The plot in fact plays out like a Punch and Judy show. Barber Benjamin Barker is happily married to Lucy. They have a baby daughter Johanna. Evil, hanging Judge Turpin (Alan Rickman) lusts after Lucy so with the help of his gruesome gopher Beadle Bamford (Timothy Spall) disposes of Benjamin to Australia on trumped-up charges. Ten years later Benjamin now calling himself Sweeney Todd returns to revenge himself. This becomes an obsession when he is told his wife killed herself and his daughter is Turpin’s Ward. Befriended by Helena Bonham Carter’s Mrs Lovett, proud purveyor of the “worst pies in London” protein content ranging from cockroach to cat with the odd rat for taste, Sweeney and Mrs L set up a sort of cottage pie business where she renders back unto her pie-eating customers, some of their own number – in-a, rather than upper crust.

For Mrs L, but not we think the revenge-obsessed Sweeney, it is love at first bite. But in a macabre marriage born in hell, the two thrive in what the frequently droll Mrs L calls an “honest little business”. Sweeney DIY’s an automatic barber’s chair, a model of production-line efficiency that tips his victims head first onto the concrete in Mrs L’s basement – (never mind the razor, it’s the fall that’s gonna kill you). His vengeance generalises into a lethal misanthropy leading him as we may say, to cut through swathes of innocent Londoners on the way to giving Turpin, and Bamford on the way, a stylish razor cut windpipe.

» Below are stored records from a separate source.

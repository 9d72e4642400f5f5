//! The operations callers can perform on their transactions.
//!
//! Each operation takes the caller's [Identity] and enforces that callers only
//! ever see or change their own transactions. The results are plain view
//! models so the HTTP layer can render them as JSON or HTML.

use rusqlite::{Connection, Transaction as SqlTransaction, TransactionBehavior};
use serde::Serialize;

use crate::{
    Error,
    database_id::TransactionId,
    identity::Identity,
    transaction::core::{
        Transaction, create_transaction, get_transaction, get_user_transactions,
        soft_delete_transaction,
    },
    user::{get_or_create_user, get_user_by_email, get_user_by_id},
};

/// A transaction as shown to its owner.
#[derive(Debug, Clone, PartialEq, Serialize)]
pub struct TransactionView {
    /// The ID of the transaction.
    pub id: TransactionId,
    /// The amount in the smallest currency unit, sent as a string.
    #[serde(with = "crate::transaction::amount")]
    pub amount: i64,
    /// What the transaction was for.
    pub description: String,
    /// The email of the owner.
    pub user_email: String,
}

/// A caller's transactions, most recent first, and their total.
#[derive(Debug, Clone, PartialEq, Serialize)]
pub struct TransactionList {
    /// The transactions, most recent first.
    pub transactions: Vec<TransactionView>,
    /// The sum of all amounts in `transactions`, sent as a string.
    ///
    /// Wider than an amount so that any number of valid amounts can be added up.
    #[serde(with = "crate::transaction::amount")]
    pub sum: i128,
}

impl TransactionList {
    /// The list shown to a caller without any transactions.
    pub fn empty() -> Self {
        Self {
            transactions: Vec::new(),
            sum: 0,
        }
    }
}

/// Add up the amounts of `transactions`.
pub fn sum_amounts<'a>(transactions: impl IntoIterator<Item = &'a TransactionView>) -> i128 {
    transactions
        .into_iter()
        .map(|transaction| i128::from(transaction.amount))
        .sum()
}

/// Record a new transaction for the caller.
///
/// The caller's user row is created on their first transaction. Both writes
/// happen in one SQL transaction.
///
/// # Errors
/// This function will return a:
/// - [Error::DisabledUser] if the caller's user has been deleted,
/// - or [Error::SqlError] if there is some other SQL error.
pub fn record_transaction(
    identity: &Identity,
    amount: i64,
    description: &str,
    connection: &Connection,
) -> Result<Transaction, Error> {
    let sql_transaction =
        SqlTransaction::new_unchecked(connection, TransactionBehavior::Immediate)?;

    let user = get_or_create_user(&identity.email, &sql_transaction)?;
    let transaction = create_transaction(
        Transaction::build(amount, description, user.id),
        &sql_transaction,
    )?;

    sql_transaction.commit()?;

    tracing::info!(
        "Recorded transaction {} for user {}",
        transaction.id,
        transaction.user_id
    );

    Ok(transaction)
}

/// Get the caller's transactions, most recent first, with their sum.
///
/// A caller who has never recorded a transaction gets an empty list.
///
/// # Errors
/// This function will return a [Error::SqlError] if there is some SQL error.
pub fn list_transactions(
    identity: &Identity,
    connection: &Connection,
) -> Result<TransactionList, Error> {
    let user = match get_user_by_email(&identity.email, connection) {
        Ok(user) => user,
        Err(Error::NotFound) => return Ok(TransactionList::empty()),
        Err(error) => return Err(error),
    };

    let transactions: Vec<TransactionView> = get_user_transactions(user.id, connection)?
        .into_iter()
        .map(|transaction| TransactionView {
            id: transaction.id,
            amount: transaction.amount,
            description: transaction.description,
            user_email: user.email.clone(),
        })
        .collect();
    let sum = sum_amounts(&transactions);

    Ok(TransactionList { transactions, sum })
}

/// Delete one of the caller's transactions.
///
/// Existence is checked before ownership, so [Error::Forbidden] tells the
/// caller that the transaction exists.
///
/// # Errors
/// This function will return a:
/// - [Error::NotFound] if `transaction_id` does not refer to a live transaction,
/// - [Error::Forbidden] if the transaction belongs to someone else,
/// - [Error::MissingOwner] if the transaction's owner cannot be found,
/// - or [Error::SqlError] if there is some other SQL error.
pub fn delete_owned_transaction(
    identity: &Identity,
    transaction_id: TransactionId,
    connection: &Connection,
) -> Result<(), Error> {
    let transaction = get_transaction(transaction_id, connection)?;

    let owner = match get_user_by_id(transaction.user_id, connection) {
        Ok(owner) => owner,
        Err(Error::NotFound) => return Err(Error::MissingOwner(transaction_id)),
        Err(error) => return Err(error),
    };

    if owner.email != identity.email {
        tracing::warn!(
            "{} tried to delete transaction {transaction_id} owned by user {}",
            identity.email,
            owner.id
        );
        return Err(Error::Forbidden);
    }

    match soft_delete_transaction(transaction_id, connection)? {
        // Deleted by a concurrent request after the lookup above.
        0 => Err(Error::NotFound),
        _ => {
            tracing::info!("Deleted transaction {transaction_id}");
            Ok(())
        }
    }
}
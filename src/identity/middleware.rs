//! Middleware that resolves the caller's identity before protected handlers run.

use axum::{
    extract::{FromRef, Request, State},
    middleware::Next,
    response::{IntoResponse, Response},
};
use axum_extra::extract::CookieJar;

use crate::{
    AppState, Error,
    identity::{IdentityResolver, SESSION_COOKIE},
};

impl FromRef<AppState> for IdentityResolver {
    fn from_ref(state: &AppState) -> Self {
        state.identity_resolver.clone()
    }
}

/// Middleware function that resolves the session cookie into an [Identity](crate::Identity).
///
/// The identity is placed into the request and the request executed normally
/// if the session is valid, otherwise a 401 Unauthorized JSON error is returned
/// and the handler never runs.
///
/// **Note**: Route handlers can use the function argument `Extension(identity): Extension<Identity>` to receive the identity.
pub async fn identity_guard(
    State(resolver): State<IdentityResolver>,
    mut request: Request,
    next: Next,
) -> Response {
    let jar = CookieJar::from_headers(request.headers());
    let session_cookie = jar.get(SESSION_COOKIE).map(|cookie| cookie.value().to_owned());

    match resolver.resolve(session_cookie.as_deref()).await {
        Ok(identity) => {
            request.extensions_mut().insert(identity);
            next.run(request).await
        }
        Err(error) => Error::Unauthorized(error).into_response(),
    }
}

A sub-plot of Sweeney’s saviour from the sea after he had escaped, Anthony Hope (Jamie Campbell Bower) rescuing Johanna from the lunatic asylum to which Turpin confined her after she refused to marry him, is pretty risible.

I know this is one of those films where not to like it is not to get it. Geddit? And I have only ever hated one genre of movies – horror. Of course it looks good largely in monochrome with an interesting technique of allowing certain colours, notably red (no surprise there), to seep into parts of the image. (Even this looks stolen from Coppola’s Dracula). But to me Sweeney Todd is tedious rather than terrifying, pretentious rather than profound. If this ever had anything great about it, I rather think it all got lost on the journey from stage to screen. It has been said that Burton has been faithful to the original stage musical. That only recalls to me William Goldman’s comment that a film adaptation must never be faithful to the original material – but must always be true to its spirit. For me there was here little genuine spirit to be true to.